ACTIVITY: Reproduce the entries in full, with no changes.
──────── RECORDS PROVIDED ────────
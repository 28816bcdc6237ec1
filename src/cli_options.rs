/*
cli_options.rs

Copyright 2025 Hervé Quatremain

This file is part of Linegame.

Linegame is free software: you can redistribute it and/or modify it under the
terms of the GNU General Public License as published by the Free Software
Foundation, either version 3 of the License, or (at your option) any later
version.

Linegame is distributed in the hope that it will be useful, but WITHOUT ANY
WARRANTY; without even the implied warranty of MERCHANTABILITY or FITNESS FOR
A PARTICULAR PURPOSE. See the GNU General Public License for more details.

You should have received a copy of the GNU General Public License along with
Linegame. If not, see <https://www.gnu.org/licenses/>.

SPDX-License-Identifier: GPL-3.0-or-later
*/

//! Process command-line options.
//!
//! By default, Linegame generates a group of random levels and saves it in the levels
//! directory.
//! The other options inspect the stored levels and verify answers.
//!
//! # Examples
//!
//! Generate levels on a 5x5 field with three blockers and two waypoints:
//!
//! ```
//! $ linegame --size 5 --block 3 --order 2 --max-try 200
//! generation is finished. result count is 41
//! ```
//!
//! List the stored groups:
//!
//! ```
//! $ linegame --ls
//! 4_2_2 (96 levels)
//! 5_2_3 (41 levels)
//! ```
//!
//! Verify an answer for the first level of a group:
//!
//! ```
//! $ linegame --check 5_2_3 --level 0 --answer answer.json
//! Answer rejected: cells in way 23, expected 22
//! ```

use clap::Parser;
use log::debug;
use std::env;
use std::error::Error;
use std::fs::File;
use std::io::BufReader;
use std::path::PathBuf;
use std::time::Duration;

use linegame::generator::answer_matrix::AnswerMatrix;
use linegame::generator::group_code::LevelGroupCode;
use linegame::generator::level_builder::LevelBuilder;
use linegame::level::{Level, LevelGroup};
use linegame::saver::levels::SaverLevels;
use linegame::settings::{self, GeneratorSettings};

/// Generate single-path grid puzzles and verify answers.
#[derive(Parser)]
#[command(about, long_about = None, version)]
struct Args {
    /// List the stored level groups
    #[arg(short, long, default_value_t = false)]
    ls: bool,

    /// Field size of the generated levels
    #[arg(short, long, default_value_t = settings::DEFAULT_FIELD_SIZE)]
    size: usize,

    /// Number of blockers in each generated level
    #[arg(short, long, default_value_t = settings::DEFAULT_BLOCKERS)]
    block: usize,

    /// Number of waypoints in each generated level, in addition to the start and end cells
    #[arg(short, long, default_value_t = settings::DEFAULT_WAYPOINTS)]
    order: usize,

    /// Maximum number of random placements to try
    #[arg(short, long, default_value_t = settings::DEFAULT_MAX_TRY)]
    max_try: usize,

    /// Generation timeout in seconds
    #[arg(short, long, default_value_t = settings::DEFAULT_TIMEOUT_SEC)]
    timeout: u64,

    /// Directory of the level group files
    #[arg(short = 'D', long, default_value = "levels")]
    levels_dir: PathBuf,

    /// Print the solution of each generated level
    #[arg(long, default_value_t = false)]
    show: bool,

    /// Verify the answer file against a stored level of the group
    #[arg(short, long, group = "play", value_name = "CODE", requires = "answer")]
    check: Option<String>,

    /// Print the stored solution of a level of the group
    #[arg(long, group = "play", value_name = "CODE")]
    hint: Option<String>,

    /// Level number in the group, starting at 0
    #[arg(short = 'n', long, default_value_t = 0)]
    level: usize,

    /// JSON file with the answer matrix, such as [[1, 2], [4, 3]]
    #[arg(short, long, requires = "check")]
    answer: Option<PathBuf>,

    /// Enable debug messages
    #[arg(short, long, default_value_t = false)]
    debug: bool,
}

/// Parse and process command-line options. Return the exit code.
pub fn parse() -> u8 {
    let args: Args = Args::parse();

    if args.debug {
        unsafe {
            env::set_var("RUST_LOG", "debug");
        }
    }
    env_logger::init();

    let saver: SaverLevels = SaverLevels::new(args.levels_dir.clone());
    let res: Result<u8, Box<dyn Error>> = if args.ls {
        list(&saver)
    } else if let Some(code) = &args.check {
        check(&saver, code, args.level, args.answer.as_ref())
    } else if let Some(code) = &args.hint {
        hint(&saver, code, args.level)
    } else {
        generate(&saver, &args)
    };

    match res {
        Ok(ret) => ret,
        Err(e) => {
            eprintln!("Error: {e}");
            2
        }
    }
}

/// List the stored groups.
fn list(saver: &SaverLevels) -> Result<u8, Box<dyn Error>> {
    for code in saver.group_codes()? {
        let count: usize = saver.load_group(code)?.map_or(0, |g| g.levels.len());
        println!("{code} ({count} levels)");
    }
    Ok(0)
}

/// Retrieve a stored level.
fn load_level(saver: &SaverLevels, code: &str, level_num: usize) -> Result<Level, Box<dyn Error>> {
    let code: LevelGroupCode = code.parse()?;
    saver
        .load_level(code, level_num)?
        .ok_or_else(|| format!("level {level_num} of group {code} does not exist").into())
}

/// Verify an answer file.
fn check(
    saver: &SaverLevels,
    code: &str,
    level_num: usize,
    answer_file: Option<&PathBuf>,
) -> Result<u8, Box<dyn Error>> {
    let level: Level = load_level(saver, code, level_num)?;
    let answer_file: &PathBuf = answer_file.ok_or("missing answer file")?;
    let reader: BufReader<File> = BufReader::new(File::open(answer_file)?);
    let answer: AnswerMatrix = serde_json::from_reader(reader)?;
    debug!("Submitted answer:\n{answer}");

    match level.check(&answer) {
        Ok(()) => {
            println!("Answer accepted");
            Ok(0)
        }
        Err(e) => {
            println!("Answer rejected: {e}");
            Ok(1)
        }
    }
}

/// Print the stored solution of a level.
fn hint(saver: &SaverLevels, code: &str, level_num: usize) -> Result<u8, Box<dyn Error>> {
    let level: Level = load_level(saver, code, level_num)?;
    print!("{}", level.hint());
    println!("{}", serde_json::to_string(level.hint())?);
    Ok(0)
}

/// Generate and save a level group.
fn generate(saver: &SaverLevels, args: &Args) -> Result<u8, Box<dyn Error>> {
    let settings: GeneratorSettings = GeneratorSettings {
        field_size: args.size,
        blockers: args.block,
        waypoints: args.order,
        max_try: args.max_try,
        timeout: Duration::from_secs(args.timeout),
    };
    let mut builder: LevelBuilder = LevelBuilder::new(settings)?;
    let group: LevelGroup = builder.generate();

    if args.show {
        for (i, level) in group.levels.iter().enumerate() {
            println!("Level {i}: start {} end {}", level.start_cell, level.end_cell);
            print!("{}", level.answer);
        }
    }

    let path: PathBuf = saver.save_group(&group)?;
    debug!("Saved in {path:?}");
    println!(
        "generation is finished. result count is {}",
        group.levels.len()
    );
    Ok(0)
}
────────
SOLUTION:
repository 28816bcdc6237ec1
filename src/cli_options.rs
/*
cli_options.rs

Copyright 2025 Hervé Quatremain

This file is part of Linegame.

Linegame is free software: you can redistribute it and/or modify it under the
terms of the GNU General Public License as published by the Free Software
Foundation, either version 3 of the License, or (at your option) any later
version.

Linegame is distributed in the hope that it will be useful, but WITHOUT ANY
WARRANTY; without even the implied warranty of MERCHANTABILITY or FITNESS FOR
A PARTICULAR PURPOSE. See the GNU General Public License for more details.

You should have received a copy of the GNU General Public License along with
Linegame. If not, see <https://www.gnu.org/licenses/>.

SPDX-License-Identifier: GPL-3.0-or-later
*/

//! Process command-line options.
//!
//! By default, Linegame generates a group of random levels and saves it in the levels
//! directory.
//! The other options inspect the stored levels and verify answers.
//!
//! # Examples
//!
//! Generate levels on a 5x5 field with three blockers and two waypoints:
//!
//! ```
//! $ linegame --size 5 --block 3 --order 2 --max-try 200
//! generation is finished. result count is 41
//! ```
//!
//! List the stored groups:
//!
//! ```
//! $ linegame --ls
//! 4_2_2 (96 levels)
//! 5_2_3 (41 levels)
//! ```
//!
//! Verify an answer for the first level of a group:
//!
//! ```
//! $ linegame --check 5_2_3 --level 0 --answer answer.json
//! Answer rejected: cells in way 23, expected 22
//! ```

use clap::Parser;
use log::debug;
use std::env;
use std::error::Error;
use std::fs::File;
use std::io::BufReader;
use std::path::PathBuf;
use std::time::Duration;

use linegame::generator::answer_matrix::AnswerMatrix;
use linegame::generator::group_code::LevelGroupCode;
use linegame::generator::level_builder::LevelBuilder;
use linegame::level::{Level, LevelGroup};
use linegame::saver::levels::SaverLevels;
use linegame::settings::{self, GeneratorSettings};

/// Generate single-path grid puzzles and verify answers.
#[derive(Parser)]
#[command(about, long_about = None, version)]
struct Args {
    /// List the stored level groups
    #[arg(short, long, default_value_t = false)]
    ls: bool,

    /// Field size of the generated levels
    #[arg(short, long, default_value_t = settings::DEFAULT_FIELD_SIZE)]
    size: usize,

    /// Number of blockers in each generated level
    #[arg(short, long, default_value_t = settings::DEFAULT_BLOCKERS)]
    block: usize,

    /// Number of waypoints in each generated level, in addition to the start and end cells
    #[arg(short, long, default_value_t = settings::DEFAULT_WAYPOINTS)]
    order: usize,

    /// Maximum number of random placements to try
    #[arg(short, long, default_value_t = settings::DEFAULT_MAX_TRY)]
    max_try: usize,

    /// Generation timeout in seconds
    #[arg(short, long, default_value_t = settings::DEFAULT_TIMEOUT_SEC)]
    timeout: u64,

    /// Directory of the level group files
    #[arg(short = 'D', long, default_value = "levels")]
    levels_dir: PathBuf,

    /// Print the solution of each generated level
    #[arg(long, default_value_t = false)]
    show: bool,

    /// Verify the answer file against a stored level of the group
    #[arg(short, long, group = "play", value_name = "CODE", requires = "answer")]
    check: Option<String>,

    /// Print the stored solution of a level of the group
    #[arg(long, group = "play", value_name = "CODE")]
    hint: Option<String>,

    /// Level number in the group, starting at 0
    #[arg(short = 'n', long, default_value_t = 0)]
    level: usize,

    /// JSON file with the answer matrix, such as [[1, 2], [4, 3]]
    #[arg(short, long, requires = "check")]
    answer: Option<PathBuf>,

    /// Enable debug messages
    #[arg(short, long, default_value_t = false)]
    debug: bool,
}

/// Parse and process command-line options. Return the exit code.
pub fn parse() -> u8 {
    let args: Args = Args::parse();

    if args.debug {
        unsafe {
            env::set_var("RUST_LOG", "debug");
        }
    }
    env_logger::init();

    let saver: SaverLevels = SaverLevels::new(args.levels_dir.clone());
    let res: Result<u8, Box<dyn Error>> = if args.ls {
        list(&saver)
    } else if let Some(code) = &args.check {
        check(&saver, code, args.level, args.answer.as_ref())
    } else if let Some(code) = &args.hint {
        hint(&saver, code, args.level)
    } else {
        generate(&saver, &args)
    };

    match res {
        Ok(ret) => ret,
        Err(e) => {
            eprintln!("Error: {e}");
            2
        }
    }
}

/// List the stored groups.
fn list(saver: &SaverLevels) -> Result<u8, Box<dyn Error>> {
    for code in saver.group_codes()? {
        let count: usize = saver.load_group(code)?.map_or(0, |g| g.levels.len());
        println!("{code} ({count} levels)");
    }
    Ok(0)
}

/// Retrieve a stored level.
fn load_level(saver: &SaverLevels, code: &str, level_num: usize) -> Result<Level, Box<dyn Error>> {
    let code: LevelGroupCode = code.parse()?;
    saver
        .load_level(code, level_num)?
        .ok_or_else(|| format!("level {level_num} of group {code} does not exist").into())
}

/// Verify an answer file.
fn check(
    saver: &SaverLevels,
    code: &str,
    level_num: usize,
    answer_file: Option<&PathBuf>,
) -> Result<u8, Box<dyn Error>> {
    let level: Level = load_level(saver, code, level_num)?;
    let answer_file: &PathBuf = answer_file.ok_or("missing answer file")?;
    let reader: BufReader<File> = BufReader::new(File::open(answer_file)?);
    let answer: AnswerMatrix = serde_json::from_reader(reader)?;
    debug!("Submitted answer:\n{answer}");

    match level.check(&answer) {
        Ok(()) => {
            println!("Answer accepted");
            Ok(0)
        }
        Err(e) => {
            println!("Answer rejected: {e}");
            Ok(1)
        }
    }
}

/// Print the stored solution of a level.
fn hint(saver: &SaverLevels, code: &str, level_num: usize) -> Result<u8, Box<dyn Error>> {
    let level: Level = load_level(saver, code, level_num)?;
    print!("{}", level.hint());
    println!("{}", serde_json::to_string(level.hint())?);
    Ok(0)
}

/// Generate and save a level group.
fn generate(saver: &SaverLevels, args: &Args) -> Result<u8, Box<dyn Error>> {
    let settings: GeneratorSettings = GeneratorSettings {
        field_size: args.size,
        blockers: args.block,
        waypoints: args.order,
        max_try: args.max_try,
        timeout: Duration::from_secs(args.timeout),
    };
    let mut builder: LevelBuilder = LevelBuilder::new(settings)?;
    let group: LevelGroup = builder.generate();

    if args.show {
        for (i, level) in group.levels.iter().enumerate() {
            println!("Level {i}: start {} end {}", level.start_cell, level.end_cell);
            print!("{}", level.answer);
        }
    }

    let path: PathBuf = saver.save_group(&group)?;
    debug!("Saved in {path:?}");
    println!(
        "generation is finished. result count is {}",
        group.levels.len()
    );
    Ok(0)
}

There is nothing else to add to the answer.